Saturday, May 11, 2019

The God Who Forgives and Restores

Thank God for such a psalm as Psalm 51, prayed from so dark a situation as David’s. If at any time we feel too shamefaced even to approach God for forgiveness, after betraying Him once again and inexcusably, here are words to take with us into His presence—a prayer surely preserved for just such an extremity as ours.

David leads us to God’s grace, not merely with the naked plea of the desperate—“Have mercy!”—the cry that one might make to a judge or a king, but with the more intimate prayer of one who has been brought into covenant, where there is not only a king’s pity to appeal to, but the constancy of a friend (“your unfailing love”) and the tenderness of a true parent (“your great compassion”). The word for compassion here is warmly emotional, a daringly human term for being stirred to the depths of one’s being. Jesus would use just such language in some of His parables (for instance, about the Prodigal’s father), and it described His own response to human need. Such is God who “waits to be gracious to you” (Isaiah 30:18). We need hesitate no longer.

Thank God too for verses 3–6, which teach us to bring Him no excuses. The sin, David confesses, is “my sin” (v. 3), whatever share other people may have had in it. It is part of my whole flawed history, flawed self (v. 5), and it cries out for condemnation.

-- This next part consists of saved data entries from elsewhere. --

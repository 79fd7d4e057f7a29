// src/logging.rs

use crate::errors::{CognivoError, CognivoResult};
use crate::models::ApiCallLog;
use flexi_logger::{FileSpec, Logger, LoggerHandle};
use log::warn;
use std::fs::OpenOptions;
use std::io::Write;

const WEBHOOK_LOG_FILE: &str = "webhook_calls.log";

/// Starts the file logger. The returned handle must stay alive for the
/// lifetime of the program so buffered records are flushed on exit.
pub fn init_logging(level: &str) -> CognivoResult<LoggerHandle> {
    let handle = Logger::try_with_str(level)
        .map_err(|e| CognivoError::config_error(format!("Invalid log level: {}", e)))?
        .log_to_file(FileSpec::default().basename("cognivo"))
        .start()
        .map_err(|e| CognivoError::config_error(format!("Failed to start logger: {}", e)))?;
    Ok(handle)
}

pub fn log_api_call(log: &ApiCallLog) {
    let log_entry = format!(
        "[{}] {} - {} - Status: {} - Time: {}ms\n",
        log.timestamp.to_rfc3339(),
        log.endpoint,
        log.request_summary,
        log.response_status,
        log.response_time_ms
    );

    match OpenOptions::new()
        .append(true)
        .create(true)
        .open(WEBHOOK_LOG_FILE)
    {
        Ok(mut file) => {
            if let Err(e) = file.write_all(log_entry.as_bytes()) {
                warn!("Failed to write webhook call log: {}", e);
            }
        }
        Err(e) => warn!("Failed to open webhook call log: {}", e),
    }
}
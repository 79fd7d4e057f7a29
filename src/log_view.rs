#[derive(Debug)]
pub struct LogView {
    pub entries: Vec<String>,
    pub scroll_offset: u16,
    max_entries: usize,
}

impl LogView {
    pub fn new(max_entries: usize) -> Self {
        Self {
            entries: Vec::new(),
            scroll_offset: 0,
            max_entries,
        }
    }

    pub fn add(&mut self, entry: String) {
        self.entries.push(entry);
        if self.entries.len() > self.max_entries {
            self.entries.remove(0);
        }
    }
}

Pause for a moment on the cry. “Against you, you only, have I sinned.” These are passionate words, David’s lament at having betrayed his Lord. All else is subsumed in this, and his extreme expression of it makes us see, with him, the forgotten dimension to the whole story. It was God who had set every moral standard that David had flouted; whose word (as Nathan declared) he had despised; whose image he had violated in Bathsheba, Uriah, Joab, and his trusting populace; whose good name he had brought into contempt among the heathen; and whose purpose of peace for Israel must now be marred by the violence he had chosen, the sword that would now “never depart from (his) house.” There is always more to forgive than we imagine.

But there is more, too, to God’s forgiveness than we might think. “Where sin abounded, grace did much more abound”; and David is prompted in the remaining verses to pray for that abundance, in nothing less than spiritual renewal. His prayer centers largely on three words: cleanse, spirit, and joy.

Cleanse me had already been his prayer in verse 2, with a vigorous Hebrew word for laundering a garment by treading it and pounding it in the water (no question of “the machine with the gentle action”). Now in verse 7 David goes further, seeing his defilement as nothing less than moral leprosy—for the “hyssop” that he mentions was for sprinkling a healed leper with atoning blood, after which he must wash his clothes and himself with great thoroughness toward the completion of his cleansing (Lev. 14:1–9). But if this was ritual cleansing, the divine reality must far outshine it, to clothe the sinner in dazzling white (“whiter than snow”)—for there are no half-measures when God forgives. More radically still, it is a clean heart that the sinner needs; and this calls for an act of divine creation (10), or in New Testament terms, to be “renewed in the spirit of your mind … the new man, which after God is created in righteousness and true holiness” (Eph. 4:23, 24 KJV).

On, then, to David’s next word: Spirit. First, “a steadfast spirit” (10b), appropriately enough, in view of the sudden temptation which had swept him off his feet. Significantly, his prayer looks beyond his own resources, using a word which means basically “steadied,” “strongly supported.” (Psalm 112:7 brings this out rather clearly in its picture of a man steadied by his trust in God, in a context of unsettling pressures.) But David also seeks “a willing spirit” (v. 12b), and so puts his finger on the importance of eager, not reluctant, obedience. It was when his pace had slackened (2 Sam. 11:1–2) that he became an easy prey; and this is still the case. So, with another psalmist, “I will run”—not stroll—“the way of Thy commandments” (Ps. 119:32 KJV). Between these two requests is the vital one for “your Holy Spirit” to remain with him (v. 11), not “quenched” or “grieved” (to borrow New Testament language) as had been the case with Saul, his predecessor (1 Sam. 16:14).

Finally, Joy. One of the saddest symptoms of estrangement is silence, with no heart to sing (“open my lips,” v. 15, closed by sin), no message for another (v. 13), no zest for life (v. 8). Thank God, His healing goes all the way to bliss. Even David’s desire to be an evangelist, teaching transgressors God’s ways, so that sinners would turn back to Him (v. 13), would be fulfilled beyond all expectation. This very psalm would be God’s answer to it, leading tens of thousands of us home.